Marketers are always juggling many balls, and there are numerous hurdles that must be solved. Here are some of the most prevalent problems that B2B marketers confront, as well as suggestions for how to solve them.

Generating Traffic

One of the most difficult tasks for B2B marketers is attracting enough of the correct kind of traffic to their website because even the finest content is useless if no one sees it.

There are several methods for generating traffic, and the efficiency of each method varies based on the niche in which the company operates. For complete instructions on how to attract traffic, go here.

Proving ROI

‘How can I show to internal stakeholders that what I’m doing is truly working?’ remains a top challenge for SMEs and big organizations alike.

If you can’t show that you’re getting a good return on your investment, you’ll have a hard time getting further funding in the future.

At the outset of the process, clearly stated end goals must be agreed upon. It’s critical to moderate expectations and set realistic targets at this stage, especially when campaigns get started and acquire popularity. You may follow these goals and utilize the data to discover which initiatives are doing the best once you’ve decided on them.

Unlike sales teams, who have specific numbers and objectives to meet (for example, achieving X number of sales per month/landing business worth £X per quarter), marketing ROI can be harder to calculate.

You had a key role in creating that lead and subsequent income if a potential prospect saw an advertisement, blog post, or other pieces of content and converted it later. The issue arises when it comes to assigning that lead to a certain channel.

The key is to employ analytics to know exactly where a consumer came from and how far they’ve traveled.

Getting rid of jargon

No one will interact with your material if it appears to have been authored by a robot. That’s all there is to it. It’s critical to create and maintain connections with potential clients in B2B sales, and your website should be at the center of that. It will frequently be one of a prospect’s initial points of contact with your organization, and it should function as an extension of the team.

If your website is full of jargon, tough to read, and difficult to understand, it will reflect poorly on your firm. It’s the equivalent of receiving a call from a sales representative who is reading from a script. There will be no connection created, and no relationship will begin. The consumer is likely to become bored and search for anything else to do.

The solution is to consider the user experience you’re offering and to make your communications more personable. Also, instead of writing for search engines, write straight to the target reader.

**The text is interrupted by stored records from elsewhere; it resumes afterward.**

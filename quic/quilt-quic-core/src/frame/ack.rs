// Copyright Amazon.com, Inc. or its affiliates. All Rights Reserved.
// SPDX-License-Identifier: Apache-2.0

use crate::{frame::Tag, varint::VarInt};
use core::{convert::TryInto, ops::RangeInclusive};
use quilt_codec::{
    decoder_invariant, decoder_value, DecoderBuffer, DecoderBufferResult, DecoderError,
    DecoderParameterizedValue, Encoder, EncoderValue,
};

//= https://www.rfc-editor.org/rfc/rfc9000#section-19.3
//# Receivers send ACK frames (types 0x02 and 0x03) to inform senders of
//# packets they have received and processed.  The ACK frame contains one
//# or more ACK Ranges.  ACK Ranges identify acknowledged packets.  If
//# the frame type is 0x03, ACK frames also contain the cumulative count
//# of QUIC packets with associated ECN marks received on the connection
//# up until this point.

pub(crate) const ACK_TAG: Tag = 0x02;
const ACK_W_ECN_TAG: Tag = 0x03;

/// ACK frames which trade the ECN section for per-packet receive
/// timestamps. Not an IANA-registered codepoint yet.
pub const ACK_W_RECEIVE_TIMESTAMPS_TAG: Tag = 0x22;

//= https://www.rfc-editor.org/rfc/rfc9000#section-19.3
//# ACK Frame {
//#   Type (i) = 0x02..0x03,
//#   Largest Acknowledged (i),
//#   ACK Delay (i),
//#   ACK Range Count (i),
//#   First ACK Range (i),
//#   ACK Range (..) ...,
//#   [ECN Counts (..)],
//# }

#[derive(Clone, PartialEq, Eq)]
pub struct Ack<AckRanges> {
    /// The acknowledgment delay, scaled by the sender's ack delay exponent
    pub ack_delay: VarInt,

    /// Ranges of packets which are alternately not acknowledged (Gap)
    /// and acknowledged (ACK Range)
    pub ack_ranges: AckRanges,

    /// ECN counts, present in ACK_ECN frames
    pub ecn_counts: Option<EcnCounts>,

    /// Receive timestamp ranges, present in ACK_RECEIVE_TIMESTAMPS frames.
    /// When present the ECN section is not emitted.
    pub receive_timestamps: Option<ReceiveTimestamps>,
}

impl<A> Ack<A> {
    pub fn tag(&self) -> Tag {
        if self.receive_timestamps.is_some() {
            ACK_W_RECEIVE_TIMESTAMPS_TAG
        } else if self.ecn_counts.is_some() {
            ACK_W_ECN_TAG
        } else {
            ACK_TAG
        }
    }
}

impl<A: AckRanges> Ack<A> {
    pub fn ack_delay(&self) -> core::time::Duration {
        core::time::Duration::from_micros(self.ack_delay.as_u64())
    }

    /// Iterates the acknowledged ranges from largest to smallest
    pub fn ack_ranges(&self) -> A::Iter {
        self.ack_ranges.ack_ranges()
    }

    pub fn largest_acknowledged(&self) -> VarInt {
        self.ack_ranges.largest_acknowledged()
    }
}

impl<A: core::fmt::Debug> core::fmt::Debug for Ack<A> {
    fn fmt(&self, f: &mut core::fmt::Formatter) -> core::fmt::Result {
        f.debug_struct("Ack")
            .field("ack_delay", &self.ack_delay)
            .field("ack_ranges", &self.ack_ranges)
            .field("ecn_counts", &self.ecn_counts)
            .field("receive_timestamps", &self.receive_timestamps)
            .finish()
    }
}

impl<'a> DecoderParameterizedValue<'a> for Ack<AckRangesDecoder<'a>> {
    type Parameter = Tag;

    #[inline]
    fn decode_parameterized(
        tag: Tag,
        buffer: DecoderBuffer<'a>,
    ) -> DecoderBufferResult<'a, Self> {
        let (largest_acknowledged, buffer) = buffer.decode::<VarInt>()?;
        let (ack_delay, buffer) = buffer.decode::<VarInt>()?;
        let (ack_ranges, buffer) = AckRangesDecoder::decode(largest_acknowledged, buffer)?;

        let (ecn_counts, buffer) = if tag == ACK_W_ECN_TAG {
            let (ecn_counts, buffer) = buffer.decode()?;
            (Some(ecn_counts), buffer)
        } else {
            (None, buffer)
        };

        let (receive_timestamps, buffer) = if tag == ACK_W_RECEIVE_TIMESTAMPS_TAG {
            let (timestamps, buffer) = buffer.decode()?;
            (Some(timestamps), buffer)
        } else {
            (None, buffer)
        };

        let frame = Ack {
            ack_delay,
            ack_ranges,
            ecn_counts,
            receive_timestamps,
        };

        Ok((frame, buffer))
    }
}

impl<A: AckRanges> EncoderValue for Ack<A> {
    fn encode<E: Encoder>(&self, buffer: &mut E) {
        buffer.encode(&self.tag());

        let mut iter = self.ack_ranges.ack_ranges();

        let first_ack_range = iter.next().expect("at least one ack range is required");
        let (mut smallest, largest_acknowledged) = first_ack_range.into_inner();
        let first_ack_range = largest_acknowledged - smallest;

        let ack_range_count: VarInt = iter
            .len()
            .try_into()
            .expect("ack range count cannot exceed VarInt::MAX");

        buffer.encode(&largest_acknowledged);
        buffer.encode(&self.ack_delay);
        buffer.encode(&ack_range_count);
        buffer.encode(&first_ack_range);

        for range in iter {
            smallest = encode_ack_range(range, smallest, buffer);
        }

        if let Some(receive_timestamps) = self.receive_timestamps.as_ref() {
            buffer.encode(receive_timestamps);
        } else if let Some(ecn_counts) = self.ecn_counts.as_ref() {
            buffer.encode(ecn_counts);
        }
    }
}

//= https://www.rfc-editor.org/rfc/rfc9000#section-19.3.1
//# Each ACK Range consists of alternating Gap and ACK Range Length
//# values in descending packet number order.

//= https://www.rfc-editor.org/rfc/rfc9000#section-19.3.1
//# Gap:  A variable-length integer indicating the number of contiguous
//#    unacknowledged packets preceding the packet number one lower than
//#    the smallest in the preceding ACK Range.
//#
//# ACK Range Length:  A variable-length integer indicating the number of
//#    contiguous acknowledged packets preceding the largest packet
//#    number, as determined by the preceding Gap.

/// Encodes a single `(gap, length)` pair and returns the smallest value
/// covered so far
fn encode_ack_range<E: Encoder>(
    range: RangeInclusive<VarInt>,
    smallest: VarInt,
    buffer: &mut E,
) -> VarInt {
    let (start, end) = range.into_inner();
    let gap = smallest - end - 2usize;
    let ack_range = end - start;

    buffer.encode(&gap);
    buffer.encode(&ack_range);

    start
}

/// A provider of acknowledged ranges, iterated from largest to smallest
pub trait AckRanges {
    type Iter: Iterator<Item = RangeInclusive<VarInt>> + ExactSizeIterator;

    fn ack_ranges(&self) -> Self::Iter;

    fn largest_acknowledged(&self) -> VarInt {
        *self
            .ack_ranges()
            .next()
            .expect("at least one ack range is required")
            .end()
    }
}

/// Lazily decoded ACK ranges. The ranges are validated up front so
/// iteration cannot fail.
#[derive(Clone, Copy)]
pub struct AckRangesDecoder<'a> {
    largest_acknowledged: VarInt,
    first_ack_range: VarInt,
    /// number of (gap, length) pairs following the first range
    pair_count: u64,
    range_buffer: DecoderBuffer<'a>,
}

impl<'a> AckRangesDecoder<'a> {
    fn decode(
        largest_acknowledged: VarInt,
        buffer: DecoderBuffer<'a>,
    ) -> DecoderBufferResult<'a, Self> {
        let (ack_range_count, buffer) = buffer.decode::<VarInt>()?;
        let (first_ack_range, buffer) = buffer.decode::<VarInt>()?;

        decoder_invariant!(
            first_ack_range <= largest_acknowledged,
            "first ack range larger than largest acked"
        );

        let mut smallest = largest_acknowledged - first_ack_range;
        let range_start_len = buffer.len();
        let mut remaining = buffer;

        // walk the ranges once so iteration is infallible
        for _ in 0..ack_range_count.as_u64() {
            let (gap, rest) = remaining.decode::<VarInt>()?;
            let (ack_range, rest) = rest.decode::<VarInt>()?;

            let largest = smallest
                .checked_sub(gap)
                .and_then(|value| value.checked_sub(VarInt::from_u8(2)))
                .ok_or(DecoderError::InvariantViolation(
                    "ack range extends below zero",
                ))?;
            smallest = largest
                .checked_sub(ack_range)
                .ok_or(DecoderError::InvariantViolation(
                    "ack range extends below zero",
                ))?;
            remaining = rest;
        }

        let range_len = range_start_len - remaining.len();
        let (range_buffer, buffer) = buffer.decode_slice(range_len)?;

        let decoder = AckRangesDecoder {
            largest_acknowledged,
            first_ack_range,
            pair_count: ack_range_count.as_u64(),
            range_buffer,
        };

        Ok((decoder, buffer))
    }
}

impl<'a> AckRanges for AckRangesDecoder<'a> {
    type Iter = AckRangesIter<'a>;

    fn ack_ranges(&self) -> Self::Iter {
        AckRangesIter {
            next_largest: Some(self.largest_acknowledged),
            first_ack_range: Some(self.first_ack_range),
            remaining_pairs: self.pair_count,
            range_buffer: self.range_buffer,
        }
    }

    fn largest_acknowledged(&self) -> VarInt {
        self.largest_acknowledged
    }
}

impl<'a> PartialEq for AckRangesDecoder<'a> {
    fn eq(&self, other: &Self) -> bool {
        self.ack_ranges().eq(other.ack_ranges())
    }
}

impl<'a> Eq for AckRangesDecoder<'a> {}

impl<'a> core::fmt::Debug for AckRangesDecoder<'a> {
    fn fmt(&self, f: &mut core::fmt::Formatter) -> core::fmt::Result {
        f.debug_list().entries(self.ack_ranges()).finish()
    }
}

/// Iterates decoded ack ranges in descending packet number order
#[derive(Clone)]
pub struct AckRangesIter<'a> {
    /// largest packet number of the range yielded next
    next_largest: Option<VarInt>,
    /// length of the first range; `Some` until it has been yielded
    first_ack_range: Option<VarInt>,
    remaining_pairs: u64,
    range_buffer: DecoderBuffer<'a>,
}

impl<'a> Iterator for AckRangesIter<'a> {
    type Item = RangeInclusive<VarInt>;

    fn next(&mut self) -> Option<Self::Item> {
        if let Some(first_ack_range) = self.first_ack_range.take() {
            let largest = self.next_largest?;
            let smallest = largest.saturating_sub(first_ack_range);
            self.next_largest = Some(smallest);
            return Some(smallest..=largest);
        }

        if self.remaining_pairs == 0 {
            return None;
        }
        self.remaining_pairs -= 1;

        let prev_smallest = self.next_largest?;

        // decoding was validated up front and cannot fail here
        let (gap, buffer) = self.range_buffer.decode::<VarInt>().ok()?;
        let (ack_range, buffer) = buffer.decode::<VarInt>().ok()?;
        self.range_buffer = buffer;

        let largest = prev_smallest
            .saturating_sub(gap)
            .saturating_sub(VarInt::from_u8(2));
        let smallest = largest.saturating_sub(ack_range);
        self.next_largest = Some(smallest);

        Some(smallest..=largest)
    }

    fn size_hint(&self) -> (usize, Option<usize>) {
        let count = self.first_ack_range.is_some() as usize + self.remaining_pairs as usize;
        (count, Some(count))
    }
}

impl<'a> ExactSizeIterator for AckRangesIter<'a> {}

/// A slice of ranges ordered from largest to smallest can be encoded
/// directly; used when building ACK frames from owned range sets.
impl<'a> AckRanges for &'a [RangeInclusive<VarInt>] {
    type Iter = core::iter::Cloned<core::slice::Iter<'a, RangeInclusive<VarInt>>>;

    fn ack_ranges(&self) -> Self::Iter {
        self.iter().cloned()
    }
}

//= https://www.rfc-editor.org/rfc/rfc9000#section-19.3.2
//# ECN Counts {
//#   ECT0 Count (i),
//#   ECT1 Count (i),
//#   ECN-CE Count (i),
//# }

#[derive(Clone, Copy, Debug, Default, PartialEq, Eq)]
pub struct EcnCounts {
    /// The total number of packets received with the ECT(0) codepoint
    pub ect_0_count: VarInt,

    /// The total number of packets received with the ECT(1) codepoint
    pub ect_1_count: VarInt,

    /// The total number of packets received with the CE codepoint
    pub ce_count: VarInt,
}

decoder_value!(
    impl<'a> EcnCounts {
        fn decode(buffer: Buffer) -> Result<Self> {
            let (ect_0_count, buffer) = buffer.decode()?;
            let (ect_1_count, buffer) = buffer.decode()?;
            let (ce_count, buffer) = buffer.decode()?;

            let ecn_counts = EcnCounts {
                ect_0_count,
                ect_1_count,
                ce_count,
            };

            Ok((ecn_counts, buffer))
        }
    }
);

impl EncoderValue for EcnCounts {
    #[inline]
    fn encode<E: Encoder>(&self, buffer: &mut E) {
        buffer.encode(&self.ect_0_count);
        buffer.encode(&self.ect_1_count);
        buffer.encode(&self.ce_count);
    }
}

/// A run of receive timestamps for a contiguous range of packets.
///
/// `gap` counts packets down from the previous range (or the largest
/// acknowledged for the first entry). Each delta is scaled by the
/// negotiated receive timestamp exponent; the first delta in the frame is
/// relative to the receiver's epoch, subsequent deltas count backwards
/// from the previous timestamp.
#[derive(Clone, Debug, Default, PartialEq, Eq)]
pub struct TimestampRange {
    pub gap: VarInt,
    pub deltas: alloc::vec::Vec<VarInt>,
}

#[derive(Clone, Debug, Default, PartialEq, Eq)]
pub struct ReceiveTimestamps {
    pub ranges: alloc::vec::Vec<TimestampRange>,
}

decoder_value!(
    impl<'a> ReceiveTimestamps {
        fn decode(buffer: Buffer) -> Result<Self> {
            let (range_count, mut buffer) = buffer.decode::<VarInt>()?;

            // every range needs at least a gap and a count byte
            decoder_invariant!(
                range_count.as_u64() <= buffer.len() as u64 / 2,
                "timestamp range count exceeds frame size"
            );

            let mut ranges = alloc::vec::Vec::with_capacity(range_count.as_u64() as usize);

            for _ in 0..range_count.as_u64() {
                let (gap, rest) = buffer.decode::<VarInt>()?;
                let (delta_count, mut rest) = rest.decode::<VarInt>()?;

                decoder_invariant!(
                    delta_count.as_u64() <= rest.len() as u64,
                    "timestamp delta count exceeds frame size"
                );

                let mut deltas = alloc::vec::Vec::with_capacity(delta_count.as_u64() as usize);
                for _ in 0..delta_count.as_u64() {
                    let (delta, r) = rest.decode::<VarInt>()?;
                    deltas.push(delta);
                    rest = r;
                }

                ranges.push(TimestampRange { gap, deltas });
                buffer = rest;
            }

            Ok((ReceiveTimestamps { ranges }, buffer))
        }
    }
);

impl EncoderValue for ReceiveTimestamps {
    fn encode<E: Encoder>(&self, buffer: &mut E) {
        buffer.encode(&VarInt::from_u32(self.ranges.len() as u32));
        for range in &self.ranges {
            buffer.encode(&range.gap);
            buffer.encode(&VarInt::from_u32(range.deltas.len() as u32));
            for delta in &range.deltas {
                buffer.encode(delta);
            }
        }
    }
}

Make each engagement a one-on-one meeting, and you’ll be well on your way to establishing those crucial initial contacts with potential prospects. That’s not to suggest your material can’t have a more professional or official tone. Many B2B companies strike a balance between professionalism and accessibility. It’s possible to seem formal without sounding heartless.

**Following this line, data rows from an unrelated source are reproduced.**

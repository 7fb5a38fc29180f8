// Copyright Amazon.com, Inc. or its affiliates. All Rights Reserved.
// SPDX-License-Identifier: Apache-2.0

//! Connection lifecycle events.
//!
//! A [`Subscriber`] observes the state transitions worth reporting
//! without being on the per-frame hot path. All callbacks default to
//! no-ops; `()` is the null subscriber.

use quilt_quic_core::{
    connection, crypto::EncryptionLevel, packet::KeyPhase, time::Timestamp,
};
use std::net::SocketAddr;

#[derive(Clone, Copy, Debug)]
pub struct PacketSent {
    pub packet_number: u64,
    pub encryption_level: EncryptionLevel,
    pub len: usize,
}

#[derive(Clone, Copy, Debug)]
pub struct PacketReceived {
    pub packet_number: u64,
    pub encryption_level: EncryptionLevel,
    pub len: usize,
}

#[derive(Clone, Copy, Debug)]
pub struct PacketDropped {
    pub reason: &'static str,
}

#[derive(Clone, Copy, Debug)]
pub struct KeyUpdate {
    pub phase: KeyPhase,
    /// True when the peer initiated the update
    pub remotely_initiated: bool,
}

#[derive(Clone, Copy, Debug)]
pub struct PathChallengeSent {
    pub peer_address: SocketAddr,
}

#[derive(Clone, Copy, Debug)]
pub struct PathValidated {
    pub peer_address: SocketAddr,
}

#[derive(Clone, Copy, Debug)]
pub struct Migration {
    pub peer_address: SocketAddr,
}

#[derive(Clone, Copy, Debug)]
pub struct MtuUpdated {
    pub mtu: u16,
}

#[derive(Clone, Copy, Debug)]
pub struct ConnectionClosed {
    pub error: connection::Error,
    pub remotely_initiated: bool,
    /// The error code a remote peer tunneled through its reason phrase
    pub peer_quic_error_code: Option<u64>,
}

#[derive(Clone, Copy, Debug)]
pub struct StatelessReset {}

#[derive(Clone, Copy, Debug)]
pub struct RetryReceived {}

#[derive(Clone, Copy, Debug)]
pub struct VersionNegotiationReceived {}

#[derive(Clone, Copy, Debug)]
pub struct IdleTimerReset {
    pub deadline: Timestamp,
}

pub trait Subscriber {
    fn on_packet_sent(&mut self, event: PacketSent) {
        let _ = event;
    }

    fn on_packet_received(&mut self, event: PacketReceived) {
        let _ = event;
    }

    fn on_packet_dropped(&mut self, event: PacketDropped) {
        let _ = event;
    }

    fn on_key_update(&mut self, event: KeyUpdate) {
        let _ = event;
    }

    fn on_path_challenge_sent(&mut self, event: PathChallengeSent) {
        let _ = event;
    }

    fn on_path_validated(&mut self, event: PathValidated) {
        let _ = event;
    }

    fn on_migration(&mut self, event: Migration) {
        let _ = event;
    }

    fn on_mtu_updated(&mut self, event: MtuUpdated) {
        let _ = event;
    }

    fn on_connection_closed(&mut self, event: ConnectionClosed) {
        let _ = event;
    }

    fn on_stateless_reset(&mut self, event: StatelessReset) {
        let _ = event;
    }

    fn on_retry_received(&mut self, event: RetryReceived) {
        let _ = event;
    }

    fn on_version_negotiation_received(&mut self, event: VersionNegotiationReceived) {
        let _ = event;
    }
}

/// The null subscriber
impl Subscriber for () {}

#[cfg(feature = "event-tracing")]
pub mod tracing {
    //! Emits every event as a `tracing` span-less debug record

    use super::*;

    #[derive(Clone, Copy, Debug, Default)]
    pub struct Subscriber;

    impl super::Subscriber for Subscriber {
        fn on_packet_sent(&mut self, event: PacketSent) {
            ::tracing::trace!(?event, "packet sent");
        }

        fn on_packet_received(&mut self, event: PacketReceived) {
            ::tracing::trace!(?event, "packet received");
        }

        fn on_packet_dropped(&mut self, event: PacketDropped) {
            ::tracing::debug!(?event, "packet dropped");
        }

        fn on_key_update(&mut self, event: KeyUpdate) {
            ::tracing::debug!(?event, "key update");
        }

        fn on_path_validated(&mut self, event: PathValidated) {
            ::tracing::debug!(?event, "path validated");
        }

        fn on_migration(&mut self, event: Migration) {
            ::tracing::debug!(?event, "connection migrated");
        }

        fn on_mtu_updated(&mut self, event: MtuUpdated) {
            ::tracing::debug!(?event, "mtu updated");
        }

        fn on_connection_closed(&mut self, event: ConnectionClosed) {
            ::tracing::debug!(?event, "connection closed");
        }

        fn on_stateless_reset(&mut self, event: StatelessReset) {
            ::tracing::debug!(?event, "stateless reset received");
        }
    }
}

#[cfg(any(test, feature = "testing"))]
pub mod testing {
    use super::*;
    use alloc::vec::Vec;

    /// Records event names in arrival order
    #[derive(Debug, Default)]
    pub struct Subscriber {
        pub events: Vec<&'static str>,
        pub closes: Vec<ConnectionClosed>,
        pub key_updates: Vec<KeyUpdate>,
    }

    impl super::Subscriber for Subscriber {
        fn on_packet_sent(&mut self, _event: PacketSent) {
            self.events.push("packet_sent");
        }

        fn on_packet_received(&mut self, _event: PacketReceived) {
            self.events.push("packet_received");
        }

        fn on_packet_dropped(&mut self, _event: PacketDropped) {
            self.events.push("packet_dropped");
        }

        fn on_key_update(&mut self, event: KeyUpdate) {
            self.events.push("key_update");
            self.key_updates.push(event);
        }

        fn on_path_validated(&mut self, _event: PathValidated) {
            self.events.push("path_validated");
        }

        fn on_migration(&mut self, _event: Migration) {
            self.events.push("migration");
        }

        fn on_mtu_updated(&mut self, _event: MtuUpdated) {
            self.events.push("mtu_updated");
        }

        fn on_connection_closed(&mut self, event: ConnectionClosed) {
            self.events.push("connection_closed");
            self.closes.push(event);
        }

        fn on_stateless_reset(&mut self, _event: StatelessReset) {
            self.events.push("stateless_reset");
        }

        fn on_retry_received(&mut self, _event: RetryReceived) {
            self.events.push("retry_received");
        }

        fn on_version_negotiation_received(&mut self, _event: VersionNegotiationReceived) {
            self.events.push("version_negotiation_received");
        }
    }
}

Customizing content for each stage of the buyer’s journey

Although content marketing is an important part of the inbound marketing arsenal, it is frequently overlooked as to where each piece should be placed in the buyer’s journey and what its objective should be.

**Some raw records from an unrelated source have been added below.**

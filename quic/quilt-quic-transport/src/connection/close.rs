// Copyright Amazon.com, Inc. or its affiliates. All Rights Reserved.
// SPDX-License-Identifier: Apache-2.0

use alloc::vec::Vec;
use quilt_quic_core::{connection, varint::VarInt};

/// State kept after the connection leaves the connected state.
///
/// On a local close up to two termination datagrams are stashed (one per
/// decryptable packet number space) and retransmitted in response to
/// subsequent incoming packets, with exponential backoff so a
/// close-and-forget peer cannot turn this endpoint into a packet
/// reflector.
#[derive(Debug)]
pub struct CloseState {
    pub error: connection::Error,
    pub remotely_initiated: bool,
    termination_packets: Vec<Vec<u8>>,
    packets_received_since_close: u64,
    /// The error code the peer's CONNECTION_CLOSE carried
    peer_error_code: Option<VarInt>,
    /// The more specific code the peer tunneled through its reason
    /// phrase, when present
    peer_quic_error_code: Option<u64>,
}

impl CloseState {
    pub fn new(
        error: connection::Error,
        remotely_initiated: bool,
        termination_packets: Vec<Vec<u8>>,
    ) -> Self {
        debug_assert!(termination_packets.len() <= 2);
        Self {
            error,
            remotely_initiated,
            termination_packets,
            packets_received_since_close: 0,
            peer_error_code: None,
            peer_quic_error_code: None,
        }
    }

    /// Records the codes carried by a peer-initiated close
    #[must_use]
    pub fn with_peer_error(
        mut self,
        error_code: VarInt,
        quic_error_code: Option<u64>,
    ) -> Self {
        self.peer_error_code = Some(error_code);
        self.peer_quic_error_code = quic_error_code;
        self
    }

    pub fn peer_error_code(&self) -> Option<VarInt> {
        self.peer_error_code
    }

    pub fn peer_quic_error_code(&self) -> Option<u64> {
        self.peer_quic_error_code
    }

    /// Called for every datagram that arrives after the close. Returns
    /// the termination packets to resend, if this arrival warrants a
    /// response.
    pub fn on_datagram_received(&mut self) -> Option<&[Vec<u8>]> {
        if self.termination_packets.is_empty() {
            return None;
        }

        self.packets_received_since_close += 1;
        if self.packets_received_since_close.is_power_of_two() {
            Some(&self.termination_packets)
        } else {
            None
        }
    }
}

#[cfg(test)]
mod tests {
    use super::*;

    #[test]
    fn backoff_test() {
        let mut state = CloseState::new(
            connection::Error::NoError,
            false,
            alloc::vec![alloc::vec![1, 2, 3]],
        );

        let mut responses = 0;
        for _ in 0..16 {
            if state.on_datagram_received().is_some() {
                responses += 1;
            }
        }
        // 1st, 2nd, 4th, 8th, 16th
        assert_eq!(responses, 5);
    }

    #[test]
    fn silent_close_test() {
        let mut state = CloseState::new(connection::Error::HandshakeTimeout, false, Vec::new());
        assert!(state.on_datagram_received().is_none());
    }

    #[test]
    fn peer_error_codes_test() {
        let state = CloseState::new(connection::Error::PeerGoingAway, true, Vec::new())
            .with_peer_error(VarInt::from_u8(0x0c), Some(17));

        assert_eq!(state.peer_error_code(), Some(VarInt::from_u8(0x0c)));
        assert_eq!(state.peer_quic_error_code(), Some(17));
    }
}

You need a plan rather than just creating a bunch of material and seeing what occurs. Each item must be specifically customized to its intended audience, both in terms of tone and where they are in the sales funnel.

Someone at the start of the sales process, who is just starting to explore a problem they have, will want quite different information than someone at the end, who is looking for more specific, technical information and examples of the solutions in action.

If you already have a content library, start by auditing it to see what you have for each buyer persona at each point of the buyer journey. The magnitude of the gaps that this exercise identifies for you may surprise you.

Integration of technology

Having the appropriate tools for the task can make a huge difference for any business, but investing in the wrong software or installing it incorrectly may be expensive. When acquiring new technology, the first step should always be to determine how it will help your company and team.

Before you make a purchase choice, talk to the people who will be utilizing the tools on the ground. Ask them whether they think the features are beneficial. Will the kit help them save time and effort (and, as a result, money)?

Once you’ve decided on the best digital tools for your company, make sure everyone on your staff knows how to utilize them. It doesn’t matter how excellent your tools are if no one knows what they can accomplish or how to utilize them. Training is essential for both sales and marketing teams. Ensuring that your personnel is well-trained can help you get the most out of the tools and overcome any potential opposition you may encounter.

Aligning sales & marketing

How to get your sales and marketing teams to operate together as one well-oiled machine is a perennial concern for practically all firms and one we’ve already touched on in our book.

A well-aligned sales and marketing team may make a significant impact on the smooth operation of your company as well as drive significant revenue growth.